Shiv and the girls encircle me the second I've stepped into the cafeteria, eyes wide and excited, like they're waiting for the details of a surprise engagement, or to hear the story of how I lost my virginity, moments after it happened.
"Quiet!" I hiss, leading them all to our table. We glare-down Grifta and Kristina Kelly as we pass them. Somehow, Grifta's acquired an entire bowl of oranges and she's juggling them, sitting on their table like a court jester.
"I wouldn't want the comparison," Shiv snarls. "Those things are the exact same color as Kristina Kelly's hair."
I can't tell if her eyes linger out of annoyance or lust. Once we're seated, I explain:
"There was a fight in visitation – not related to Mike and me – I have no idea what was happening. It was four guys I haven't seen before – I barely remember – but right before that, yeah, Mike said he'd–"

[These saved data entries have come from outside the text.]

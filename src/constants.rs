// Web shell tuning: DOM hooks and the click voice.

// Element the wheel is rendered on and receives pointer events from
pub const WHEEL_ELEMENT_ID: &str = "wheel";

// Click voice routing: noise -> band-pass -> gain -> destination
pub const CLICK_FILTER_HZ: f32 = 2800.0;
pub const CLICK_FILTER_Q: f32 = 0.6;
pub const CLICK_GAIN: f32 = 0.18;

// Clicks closer together than this (audio-clock seconds) are dropped
pub const CLICK_MIN_GAP_SEC: f64 = 0.004;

"Got something for ya." Chet's guard appears at our table. It's the first time I've really seen him up close. He's got a wad of bubblegum shoved in his lower lip, like chewing tobacco, and he's sweaty – he still smells like the visitation-room fight.
"Here," he pushes an orange pill bottle into my hands. My head jerks around, looking for Garda Girdle.
"She'd not here, that's why I'm doin' it. You'll have to send them up the bowl yourself."
"I shouldn't do that!" I hiss. "It's so risky, can't you just run them upstairs?"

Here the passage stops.